Could you tell me a little about them?
‘At the Gate’ – The details are as accurate as I could make them – and you won’t believe how many times I called back the “completed” version of ‘At the Gate’ to amend it the smallest bit more … I almost used the writer of the real memoir as a character; he certainly had a sense of humour, and went on to become a famous anaesthetist and a detective story writer, of all things. What I aimed to do with the character who eventually came to me was to portray shipboard life in time of war, and how perhaps the “normality” even of something as abnormal as war may enable a man to work through his grief when it can’t be expressed.
‘Break of Day’ – I came across the “queer sardonic rat” from Rosenberg’s poem ‘Break of Day in the Trenches’ long ago, and using it as a link between the stories (there is also a rat – a real rat – in ‘At the Gate’) was too good an opportunity to miss. What I wanted to show here (apart from bringing two characters together) was the range of good and bad chances of war, and how poetry can be going on at the edge of things, like Icarus falling into the water unnoticed in W.H. Auden’s poem ‘Musée des Beaux Arts”.
Could you please tell me about your other work?
Historical fiction seems to be my métier. I have two books with Manifold Press:-
‘Dance of Stone‘ is set in the late twelfth century, the great cathedral-building age of England. Its two main characters are a Norman/English mason and an Icelandic/Irish trobador. I’ve always been fascinated by the collision of cultures and by how people on the margins in one way or another learn to cope and to cross the borders.
‘The Peacock’s Eye‘ shares its launch day with the e-book of ‘A Pride of Poppies’, I’m proud to say. This one is set in the last years of Elizabeth I’s reign and a few years after it – in other words, Shakespeare’s London and James VI’s Edinburgh. It features two actors from a company rival to Shakespeare’s who become entangled in Sir Robert Cecil’s plans for the changeover of monarch.

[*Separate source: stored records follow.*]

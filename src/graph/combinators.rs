//! Color combinators: pure functions from upstream colors to a node color.
//!
//! Inputs are rounded `0..=255` RGB triples in connection order. A node without resolved
//! connections receives a single black input.

use crate::color::model::{Color, Rgb};

fn first(inputs: &[Rgb]) -> Rgb {
    inputs.first().copied().unwrap_or([0.0; 3])
}

/// Ignore the inputs and return `rgb`.
pub fn constant(rgb: Rgb) -> impl Fn(&[Rgb]) -> Rgb + Send + Sync + 'static {
    move |_| rgb
}

/// Pass the first input through.
pub fn identity(inputs: &[Rgb]) -> Rgb {
    first(inputs)
}

/// `255 - c` per channel of the first input.
pub fn invert(inputs: &[Rgb]) -> Rgb {
    first(inputs).map(|c| 255.0 - c)
}

/// Keep only the red channel of the first input.
pub fn pick_red(inputs: &[Rgb]) -> Rgb {
    let [r, _, _] = first(inputs);
    [r, 0.0, 0.0]
}

/// Desaturate the first input by `amount` chroma steps.
pub fn desaturate(amount: f64) -> impl Fn(&[Rgb]) -> Rgb + Send + Sync + 'static {
    move |inputs| Color::from(first(inputs)).desaturate(amount).rgb()
}

/// Channel-wise mean of all inputs.
pub fn average(inputs: &[Rgb]) -> Rgb {
    if inputs.is_empty() {
        return [0.0; 3];
    }
    let n = inputs.len() as f64;
    let mut sum = [0.0; 3];
    for rgb in inputs {
        for (acc, c) in sum.iter_mut().zip(rgb) {
            *acc += c;
        }
    }
    sum.map(|c| c / n)
}

#[cfg(test)]
#[path = "../../tests/unit/graph/combinators.rs"]
mod tests;
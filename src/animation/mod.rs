pub(crate) mod ease;
pub(crate) mod lerp;
use std::path::{Path, PathBuf};

use anyhow::Context as _;

use crate::{
    encode::sink::{FrameSink, SinkConfig, check_frame, check_order},
    foundation::{
        core::FrameIndex,
        error::{RecalcError, RecalcResult},
        math::flatten_premul_over_bg,
    },
    render::frame::FrameRGBA,
};

/// Writes every frame as `frame_000000.png`, `frame_000001.png`, ... into a directory.
pub struct PngSequenceSink {
    dir: PathBuf,
    bg_rgba: [u8; 4],
    scratch: Vec<u8>,
    cfg: Option<SinkConfig>,
    last_idx: Option<FrameIndex>,
    written: u64,
}

impl PngSequenceSink {
    /// Sink writing into `dir`, flattening translucent pixels over `bg_rgba`.
    pub fn new(dir: impl Into<PathBuf>, bg_rgba: [u8; 4]) -> Self {
        Self {
            dir: dir.into(),
            bg_rgba,
            scratch: Vec::new(),
            cfg: None,
            last_idx: None,
            written: 0,
        }
    }

    /// Path a frame index is written to.
    pub fn frame_path(&self, idx: FrameIndex) -> PathBuf {
        frame_path(&self.dir, idx)
    }

    /// Frames written since `begin`.
    pub fn written(&self) -> u64 {
        self.written
    }
}

fn frame_path(dir: &Path, idx: FrameIndex) -> PathBuf {
    dir.join(format!("frame_{:06}.png", idx.0))
}

impl FrameSink for PngSequenceSink {
    fn begin(&mut self, cfg: SinkConfig) -> RecalcResult<()> {
        if cfg.width == 0 || cfg.height == 0 {
            return Err(RecalcError::validation(
                "png sink width/height must be non-zero",
            ));
        }
        std::fs::create_dir_all(&self.dir)
            .with_context(|| format!("failed to create frames directory '{}'", self.dir.display()))?;
        self.scratch = vec![0u8; (cfg.width as usize) * (cfg.height as usize) * 4];
        self.cfg = Some(cfg);
        self.last_idx = None;
        self.written = 0;
        Ok(())
    }

    fn push_frame(&mut self, idx: FrameIndex, frame: &FrameRGBA) -> RecalcResult<()> {
        let cfg = self
            .cfg
            .ok_or_else(|| RecalcError::evaluation("png sink not started"))?;
        check_order(self.last_idx, idx)?;
        check_frame(&cfg, frame)?;
        self.last_idx = Some(idx);

        let pixels: &[u8] = if frame.premultiplied {
            flatten_premul_over_bg(&mut self.scratch, &frame.data, self.bg_rgba);
            &self.scratch
        } else {
            &frame.data
        };
        let path = frame_path(&self.dir, idx);
        image::save_buffer_with_format(
            &path,
            pixels,
            cfg.width,
            cfg.height,
            image::ColorType::Rgba8,
            image::ImageFormat::Png,
        )
        .with_context(|| format!("write png '{}'", path.display()))?;
        self.written += 1;
        Ok(())
    }

    fn end(&mut self) -> RecalcResult<()> {
        if self.cfg.take().is_none() {
            return Err(RecalcError::evaluation("png sink not started"));
        }
        tracing::debug!(dir = %self.dir.display(), frames = self.written, "png sequence written");
        Ok(())
    }
}

#[cfg(test)]
#[path = "../../tests/unit/encode/png.rs"]
mod tests;
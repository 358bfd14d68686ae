//! Sensor Agent - host telemetry publisher
//!
//! Reads its settings from the environment, connects to the local MQTT
//! broker and publishes sensor snapshots until terminated.

use anyhow::{Context, Result};
use sensor_agent::bus::MqttConnector;
use sensor_agent::config;
use sensor_agent::metrics::SysinfoBackend;
use sensor_agent::{AgentConfig, Collector, ConnectionManager, RequestModel, Schedule, Scheduler};
use tracing::{info, warn};
use tracing_subscriber::EnvFilter;

#[tokio::main]
async fn main() -> Result<()> {
    dotenvy::dotenv().ok();

    // LOG_LEVEL wins over RUST_LOG
    let level = std::env::var(config::LOG_LEVEL_VAR)
        .ok()
        .filter(|level| !level.trim().is_empty());
    let directive = config::log_directive(level.as_deref());
    let filter = match &directive {
        Some(directive) => EnvFilter::new(directive),
        None => EnvFilter::try_from_default_env().unwrap_or_else(|_| EnvFilter::new("info")),
    };
    tracing_subscriber::fmt().with_env_filter(filter).init();

    if let (Some(level), None) = (&level, &directive) {
        warn!("Unknown {} '{}', falling back to RUST_LOG or info", config::LOG_LEVEL_VAR, level);
    }

    let config = AgentConfig::from_env().context("Invalid configuration")?;

    info!("Sensor Agent v{} starting (device {})", env!("CARGO_PKG_VERSION"), config.short_uuid);
    info!("Request text: {}", config.request_text);
    info!("Reading interval: {} ms", config.reading_interval.as_millis());

    let request = RequestModel::parse(&config.request_text, config.delimiter);
    if request.is_empty() {
        info!("No valid metrics requested; messages will carry only the device id");
    }

    let connection = ConnectionManager::new(
        MqttConnector::for_device(&config.short_uuid),
        config.mqtt_address.clone(),
    );
    let collector = Collector::new(SysinfoBackend::new(), request, config.short_uuid.clone());

    Scheduler::new(connection, collector, Schedule::every(config.reading_interval))
        .run()
        .await;

    Ok(())
}
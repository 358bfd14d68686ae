//! Test doubles for the bus and the sensor backend
//!
//! `MockConnector` replays a script of connect outcomes and hands out
//! `MockBus` handles that record every publish instead of sending it.

use crate::bus::{BusAddress, BusConnector, BusHandle};
use crate::error::{BackendError, BusError};
use crate::metrics::{Readings, SensorBackend};
use crate::query::QueryModel;
use async_trait::async_trait;
use std::collections::VecDeque;
use std::sync::{Arc, Mutex};
use tokio::time::Instant;

#[derive(Debug, Clone)]
pub struct MockMessage {
    pub topic: String,
    pub payload: Vec<u8>,
}

impl MockMessage {
    pub fn json(&self) -> serde_json::Value {
        serde_json::from_slice(&self.payload).unwrap()
    }
}

/// Records publishes; optionally fails them all.
#[derive(Clone, Default)]
pub struct MockBus {
    published: Arc<Mutex<Vec<MockMessage>>>,
    fail_publish: bool,
}

impl MockBus {
    pub fn published(&self) -> Vec<MockMessage> {
        self.published.lock().unwrap().clone()
    }
}

#[async_trait]
impl BusHandle for MockBus {
    async fn publish(&self, topic: &str, payload: Vec<u8>) -> Result<(), BusError> {
        if self.fail_publish {
            return Err(BusError::Publish("connection closed".into()));
        }
        self.published.lock().unwrap().push(MockMessage {
            topic: topic.to_string(),
            payload,
        });
        Ok(())
    }
}

/// Connect outcomes are taken from the script in order; an exhausted
/// script keeps failing.
#[derive(Clone, Default)]
pub struct MockConnector {
    script: Arc<Mutex<VecDeque<bool>>>,
    attempts: Arc<Mutex<Vec<Instant>>>,
    bus: MockBus,
}

impl MockConnector {
    pub fn new(script: impl IntoIterator<Item = bool>) -> Self {
        Self {
            script: Arc::new(Mutex::new(script.into_iter().collect())),
            ..Self::default()
        }
    }

    pub fn succeeding() -> Self {
        Self::new([true])
    }

    pub fn failing() -> Self {
        Self::new([])
    }

    pub fn with_failing_publish(mut self) -> Self {
        self.bus.fail_publish = true;
        self
    }

    pub fn attempt_times(&self) -> Vec<Instant> {
        self.attempts.lock().unwrap().clone()
    }

    pub fn bus(&self) -> MockBus {
        self.bus.clone()
    }
}

#[async_trait]
impl BusConnector for MockConnector {
    type Handle = MockBus;

    async fn connect(&self, address: &BusAddress) -> Result<MockBus, BusError> {
        self.attempts.lock().unwrap().push(Instant::now());
        let succeed = self.script.lock().unwrap().pop_front().unwrap_or(false);
        if succeed {
            Ok(self.bus.clone())
        } else {
            Err(BusError::Connection(format!("{} refused", address)))
        }
    }
}

/// Replays canned readings, one per read; the last one repeats.
pub struct ScriptedBackend {
    script: VecDeque<Result<Readings, String>>,
    last: Option<Readings>,
    pub queries: Vec<QueryModel>,
}

impl ScriptedBackend {
    pub fn new(script: impl IntoIterator<Item = Result<Readings, String>>) -> Self {
        Self {
            script: script.into_iter().collect(),
            last: None,
            queries: Vec::new(),
        }
    }

    pub fn constant(readings: Readings) -> Self {
        Self::new([Ok(readings)])
    }
}

#[async_trait]
impl SensorBackend for ScriptedBackend {
    async fn read(&mut self, query: &QueryModel) -> Result<Readings, BackendError> {
        self.queries.push(query.clone());
        match self.script.pop_front() {
            Some(Ok(readings)) => {
                self.last = Some(readings.clone());
                Ok(readings)
            }
            Some(Err(reason)) => Err(BackendError::Read(reason)),
            None => self
                .last
                .clone()
                .ok_or_else(|| BackendError::Read("script exhausted".into())),
        }
    }
}

/// Build readings from a JSON object literal.
pub fn readings(value: serde_json::Value) -> Readings {
    serde_json::from_value(value).unwrap()
}
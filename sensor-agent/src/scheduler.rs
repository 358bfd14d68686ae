//! Publishing schedule
//!
//! Connect once. When connected, wait a grace period so subscribers can
//! register, publish immediately, then publish on a fixed interval. When not
//! connected, stay idle: the process keeps running without publishing.

use crate::bus::BusConnector;
use crate::collector::Collector;
use crate::connection::{ConnectionManager, ConnectionState};
use crate::metrics::SensorBackend;
use std::time::Duration;
use tokio::time::{interval_at, Instant, MissedTickBehavior};
use tracing::{debug, info, warn};

pub const STARTUP_GRACE: Duration = Duration::from_secs(10);
const MIN_INTERVAL: Duration = Duration::from_millis(1);

#[derive(Debug, Clone, Copy, PartialEq, Eq)]
pub struct Schedule {
    pub grace: Duration,
    pub interval: Duration,
}

impl Schedule {
    pub fn every(interval: Duration) -> Self {
        Self {
            grace: STARTUP_GRACE,
            interval,
        }
    }
}

pub struct Scheduler<C: BusConnector, B: SensorBackend> {
    connection: ConnectionManager<C>,
    collector: Collector<B>,
    schedule: Schedule,
}

impl<C: BusConnector, B: SensorBackend> Scheduler<C, B> {
    pub fn new(connection: ConnectionManager<C>, collector: Collector<B>, schedule: Schedule) -> Self {
        Self {
            connection,
            collector,
            schedule,
        }
    }

    /// Run until the process is terminated.
    pub async fn run(mut self) {
        if self.run_cycles(None).await == 0 {
            info!("Not connected; idle");
            std::future::pending::<()>().await;
        }
    }

    /// Connect, then run at most `limit` cycles (unbounded for `None`).
    /// Returns the number of cycles run; zero when the bus never connected.
    async fn run_cycles(&mut self, limit: Option<u64>) -> u64 {
        if self.connection.connect().await != ConnectionState::Connected {
            warn!("No bus connection; publishing disabled");
            return 0;
        }

        debug!("Delay {} seconds before initial publish", self.schedule.grace.as_secs());
        tokio::time::sleep(self.schedule.grace).await;

        // tokio rejects a zero period
        let period = self.schedule.interval.max(MIN_INTERVAL);
        let mut ticker = interval_at(Instant::now() + period, period);
        ticker.set_missed_tick_behavior(MissedTickBehavior::Skip);

        let mut cycles = 0;
        loop {
            let outcome = self.collector.collect_and_publish(&self.connection).await;
            debug!("Cycle {} finished: {:?}", cycles + 1, outcome);
            cycles += 1;
            if limit.is_some_and(|limit| cycles >= limit) {
                return cycles;
            }
            ticker.tick().await;
        }
    }
}
//! Error types shared by the agent's collaborators.

use thiserror::Error;

/// Failures talking to the message bus.
#[derive(Debug, Error)]
pub enum BusError {
    /// Broker could not be reached or refused the session.
    #[error("connection failed: {0}")]
    Connection(String),

    /// No `ConnAck` arrived in time.
    #[error("timed out waiting for broker acknowledgement")]
    Timeout,

    /// A publish could not be handed to the transport.
    #[error("publish failed: {0}")]
    Publish(String),
}

/// Failures reading sensors.
#[derive(Debug, Error)]
pub enum BackendError {
    #[error("sensor read failed: {0}")]
    Read(String),

    #[error("malformed query for '{metric}': {reason}")]
    Query { metric: String, reason: String },
}

/// Invalid environment configuration.
#[derive(Debug, Error)]
pub enum ConfigError {
    #[error("invalid value for {name}: '{value}'")]
    InvalidValue { name: &'static str, value: String },

    #[error("invalid MQTT address '{0}'")]
    InvalidAddress(String),
}

impl From<rumqttc::ConnectionError> for BusError {
    fn from(err: rumqttc::ConnectionError) -> Self {
        BusError::Connection(err.to_string())
    }
}

impl From<rumqttc::ClientError> for BusError {
    fn from(err: rumqttc::ClientError) -> Self {
        BusError::Publish(err.to_string())
    }
}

What are you working on at the moment?
At the precise time of writing, I am not working on anything, as ‘The Peacock’s Eye’ went to the proof-reader two nights ago! However, next on the list is ‘Across your Dreams’, another historical novel, set during and after the Great War, which tells the story of what happens to Lew and Russ from ‘Break of Day’ and to Alan from ‘At the Gate.’ Somewhere in the gap between finishing ‘Dance of Stone’ and ‘The Peacock’s Eye’ I wrote about 1,800 words of it.
Please could we have an excerpt?
Almost in slow motion the beam, with the wall behind it, tilted, gathered momentum and crashed down.
He was underneath, his face crushed into the mud, pain exploding like star-shells inside his hip, the fire of it crawling up his back and legs, flaring again in his right shoulder where something was wrenched and torn. With an effort Lew turned his face sideways, whooped air in through nose and mouth, then closed his teeth on the scream that was trying to burst out of his lungs.
Outside in the distant light was a turmoil of noise, a horse screaming, a shot, silence for a moment. ‘Number off!’ someone shouted.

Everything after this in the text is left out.